### Required action:
Wherever a line below holds the word "return", copy that line.

──────── Material provided ────────

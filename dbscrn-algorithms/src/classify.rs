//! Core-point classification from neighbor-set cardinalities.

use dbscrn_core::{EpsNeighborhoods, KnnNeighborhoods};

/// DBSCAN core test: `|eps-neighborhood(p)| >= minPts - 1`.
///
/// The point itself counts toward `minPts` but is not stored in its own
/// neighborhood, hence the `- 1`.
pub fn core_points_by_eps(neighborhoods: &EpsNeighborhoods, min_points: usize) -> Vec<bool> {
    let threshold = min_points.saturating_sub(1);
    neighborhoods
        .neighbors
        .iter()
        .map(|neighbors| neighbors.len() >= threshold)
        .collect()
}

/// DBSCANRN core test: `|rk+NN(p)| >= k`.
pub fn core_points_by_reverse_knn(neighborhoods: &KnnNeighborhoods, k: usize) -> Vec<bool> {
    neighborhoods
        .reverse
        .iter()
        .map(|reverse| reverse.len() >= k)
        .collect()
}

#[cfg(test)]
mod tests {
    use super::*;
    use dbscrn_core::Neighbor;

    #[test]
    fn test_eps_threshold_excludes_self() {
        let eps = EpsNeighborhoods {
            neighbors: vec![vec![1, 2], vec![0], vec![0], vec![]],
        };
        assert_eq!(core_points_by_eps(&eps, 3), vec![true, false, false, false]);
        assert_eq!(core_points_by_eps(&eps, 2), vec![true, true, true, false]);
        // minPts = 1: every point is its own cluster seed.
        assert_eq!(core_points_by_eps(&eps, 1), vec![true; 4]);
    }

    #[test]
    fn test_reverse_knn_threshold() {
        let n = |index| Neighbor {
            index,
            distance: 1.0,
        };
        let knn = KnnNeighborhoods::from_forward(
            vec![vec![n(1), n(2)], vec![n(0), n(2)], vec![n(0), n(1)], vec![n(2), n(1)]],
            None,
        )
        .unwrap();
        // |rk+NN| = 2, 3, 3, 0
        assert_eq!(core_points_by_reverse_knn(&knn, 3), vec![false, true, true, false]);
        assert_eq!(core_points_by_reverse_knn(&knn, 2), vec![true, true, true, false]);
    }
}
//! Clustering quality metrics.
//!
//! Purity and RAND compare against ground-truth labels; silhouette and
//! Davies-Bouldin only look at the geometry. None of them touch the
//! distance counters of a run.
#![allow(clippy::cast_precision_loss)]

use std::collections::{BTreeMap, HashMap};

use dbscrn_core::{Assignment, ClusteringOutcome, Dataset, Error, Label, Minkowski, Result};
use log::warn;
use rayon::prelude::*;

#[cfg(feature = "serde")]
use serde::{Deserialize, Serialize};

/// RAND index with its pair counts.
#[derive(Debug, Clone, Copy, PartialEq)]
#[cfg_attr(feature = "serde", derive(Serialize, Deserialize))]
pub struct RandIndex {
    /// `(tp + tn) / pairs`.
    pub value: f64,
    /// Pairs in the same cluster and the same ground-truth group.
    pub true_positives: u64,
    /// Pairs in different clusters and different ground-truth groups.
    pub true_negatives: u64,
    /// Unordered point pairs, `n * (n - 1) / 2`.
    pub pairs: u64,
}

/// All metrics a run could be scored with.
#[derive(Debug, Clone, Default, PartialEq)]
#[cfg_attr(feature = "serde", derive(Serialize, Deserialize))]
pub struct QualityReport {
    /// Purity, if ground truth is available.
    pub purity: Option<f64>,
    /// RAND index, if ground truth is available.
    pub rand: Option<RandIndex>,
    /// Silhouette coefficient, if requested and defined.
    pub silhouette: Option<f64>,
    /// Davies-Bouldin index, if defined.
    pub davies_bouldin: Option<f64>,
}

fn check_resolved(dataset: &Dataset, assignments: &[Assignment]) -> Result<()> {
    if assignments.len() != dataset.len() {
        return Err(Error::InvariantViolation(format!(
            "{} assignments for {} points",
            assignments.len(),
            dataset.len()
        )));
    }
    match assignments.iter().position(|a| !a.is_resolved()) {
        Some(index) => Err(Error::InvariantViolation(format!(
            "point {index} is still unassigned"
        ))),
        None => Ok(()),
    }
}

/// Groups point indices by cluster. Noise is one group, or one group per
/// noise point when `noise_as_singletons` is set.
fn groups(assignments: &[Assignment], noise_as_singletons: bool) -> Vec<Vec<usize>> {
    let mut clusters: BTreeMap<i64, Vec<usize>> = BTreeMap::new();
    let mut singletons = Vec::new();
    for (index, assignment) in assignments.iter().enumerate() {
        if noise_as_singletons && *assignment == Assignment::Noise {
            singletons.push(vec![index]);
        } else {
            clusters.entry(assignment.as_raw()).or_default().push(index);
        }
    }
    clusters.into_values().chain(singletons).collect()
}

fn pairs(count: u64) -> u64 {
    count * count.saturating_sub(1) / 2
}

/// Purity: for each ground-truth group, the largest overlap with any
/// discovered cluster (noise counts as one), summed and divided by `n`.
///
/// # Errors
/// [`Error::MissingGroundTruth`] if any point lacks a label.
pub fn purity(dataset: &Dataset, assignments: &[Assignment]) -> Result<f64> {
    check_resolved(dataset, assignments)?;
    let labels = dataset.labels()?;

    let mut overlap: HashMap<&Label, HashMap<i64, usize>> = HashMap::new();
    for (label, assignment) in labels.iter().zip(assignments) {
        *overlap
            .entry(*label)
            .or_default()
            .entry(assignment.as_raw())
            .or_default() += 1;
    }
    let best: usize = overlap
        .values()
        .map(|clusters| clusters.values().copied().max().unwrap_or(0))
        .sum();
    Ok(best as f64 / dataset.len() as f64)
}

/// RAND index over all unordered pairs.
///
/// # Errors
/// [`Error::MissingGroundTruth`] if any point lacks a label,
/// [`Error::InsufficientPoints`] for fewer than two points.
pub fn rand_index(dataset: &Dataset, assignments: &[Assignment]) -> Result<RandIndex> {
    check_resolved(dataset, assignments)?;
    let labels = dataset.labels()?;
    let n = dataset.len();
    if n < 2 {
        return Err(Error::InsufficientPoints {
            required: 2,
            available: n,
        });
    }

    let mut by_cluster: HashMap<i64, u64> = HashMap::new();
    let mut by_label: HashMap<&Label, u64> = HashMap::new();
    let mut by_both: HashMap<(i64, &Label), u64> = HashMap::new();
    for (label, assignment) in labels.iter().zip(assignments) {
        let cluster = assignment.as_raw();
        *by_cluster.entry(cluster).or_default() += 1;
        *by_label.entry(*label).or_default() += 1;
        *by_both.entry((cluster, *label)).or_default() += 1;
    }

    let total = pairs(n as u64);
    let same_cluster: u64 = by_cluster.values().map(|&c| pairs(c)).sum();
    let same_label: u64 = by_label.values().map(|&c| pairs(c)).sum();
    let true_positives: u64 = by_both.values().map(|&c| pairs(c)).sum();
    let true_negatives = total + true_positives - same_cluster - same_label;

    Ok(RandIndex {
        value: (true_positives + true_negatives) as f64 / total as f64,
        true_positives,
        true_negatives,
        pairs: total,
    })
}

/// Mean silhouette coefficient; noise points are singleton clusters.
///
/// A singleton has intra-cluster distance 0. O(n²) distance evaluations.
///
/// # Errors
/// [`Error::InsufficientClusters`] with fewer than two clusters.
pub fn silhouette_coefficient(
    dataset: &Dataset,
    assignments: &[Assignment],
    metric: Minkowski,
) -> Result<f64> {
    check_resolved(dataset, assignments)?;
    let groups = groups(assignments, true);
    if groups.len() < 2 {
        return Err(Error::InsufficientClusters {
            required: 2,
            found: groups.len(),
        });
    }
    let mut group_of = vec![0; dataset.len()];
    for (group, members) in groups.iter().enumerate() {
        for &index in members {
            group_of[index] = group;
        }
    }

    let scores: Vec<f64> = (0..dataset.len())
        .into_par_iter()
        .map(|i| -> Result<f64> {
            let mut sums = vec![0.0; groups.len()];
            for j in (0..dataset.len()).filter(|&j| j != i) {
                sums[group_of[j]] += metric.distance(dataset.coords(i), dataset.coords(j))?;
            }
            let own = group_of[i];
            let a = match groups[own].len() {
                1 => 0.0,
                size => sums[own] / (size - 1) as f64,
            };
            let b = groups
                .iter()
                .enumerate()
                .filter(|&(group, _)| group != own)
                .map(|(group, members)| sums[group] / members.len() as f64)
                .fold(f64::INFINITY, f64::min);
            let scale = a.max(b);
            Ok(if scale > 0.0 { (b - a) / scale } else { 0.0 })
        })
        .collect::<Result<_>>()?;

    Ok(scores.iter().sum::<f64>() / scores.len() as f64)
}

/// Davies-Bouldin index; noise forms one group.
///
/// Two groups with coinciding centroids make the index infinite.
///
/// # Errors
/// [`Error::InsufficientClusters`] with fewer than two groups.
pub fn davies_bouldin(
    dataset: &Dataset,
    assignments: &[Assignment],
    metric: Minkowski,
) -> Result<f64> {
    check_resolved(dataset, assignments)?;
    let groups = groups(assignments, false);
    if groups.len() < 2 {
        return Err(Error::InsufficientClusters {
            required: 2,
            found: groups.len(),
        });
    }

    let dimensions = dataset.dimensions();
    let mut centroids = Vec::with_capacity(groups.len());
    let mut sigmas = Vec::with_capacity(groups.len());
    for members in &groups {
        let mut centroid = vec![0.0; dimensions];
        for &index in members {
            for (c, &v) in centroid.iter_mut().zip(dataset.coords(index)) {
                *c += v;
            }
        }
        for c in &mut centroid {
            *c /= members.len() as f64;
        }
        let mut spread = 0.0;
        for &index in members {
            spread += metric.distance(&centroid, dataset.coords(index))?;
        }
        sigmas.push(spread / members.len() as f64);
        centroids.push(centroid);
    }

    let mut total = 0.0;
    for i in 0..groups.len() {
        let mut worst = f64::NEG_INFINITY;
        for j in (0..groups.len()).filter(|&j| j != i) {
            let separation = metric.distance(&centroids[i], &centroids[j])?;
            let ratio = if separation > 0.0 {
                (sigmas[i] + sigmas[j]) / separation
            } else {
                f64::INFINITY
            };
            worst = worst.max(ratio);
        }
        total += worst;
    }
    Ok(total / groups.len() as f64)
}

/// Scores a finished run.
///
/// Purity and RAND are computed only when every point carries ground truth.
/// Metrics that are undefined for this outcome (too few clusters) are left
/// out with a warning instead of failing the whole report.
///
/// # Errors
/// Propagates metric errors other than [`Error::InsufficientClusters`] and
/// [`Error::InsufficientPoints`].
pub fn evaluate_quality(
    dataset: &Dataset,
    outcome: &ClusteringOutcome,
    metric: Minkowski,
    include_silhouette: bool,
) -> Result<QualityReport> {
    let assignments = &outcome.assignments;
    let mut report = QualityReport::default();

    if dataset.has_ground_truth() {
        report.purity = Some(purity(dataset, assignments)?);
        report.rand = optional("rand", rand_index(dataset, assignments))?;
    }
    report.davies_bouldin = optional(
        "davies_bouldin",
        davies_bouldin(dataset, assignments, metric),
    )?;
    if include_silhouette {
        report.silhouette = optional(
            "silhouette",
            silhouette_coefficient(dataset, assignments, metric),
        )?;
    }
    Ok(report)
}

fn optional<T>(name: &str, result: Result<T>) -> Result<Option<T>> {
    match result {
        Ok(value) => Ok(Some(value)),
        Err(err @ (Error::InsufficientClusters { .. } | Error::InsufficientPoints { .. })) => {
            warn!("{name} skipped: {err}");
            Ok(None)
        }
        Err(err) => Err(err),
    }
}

────────

### Problem solution:
        return Err(Error::InvariantViolation(format!(
        return Err(Error::InsufficientPoints {
        return Err(Error::InsufficientClusters {
        return Err(Error::InsufficientClusters {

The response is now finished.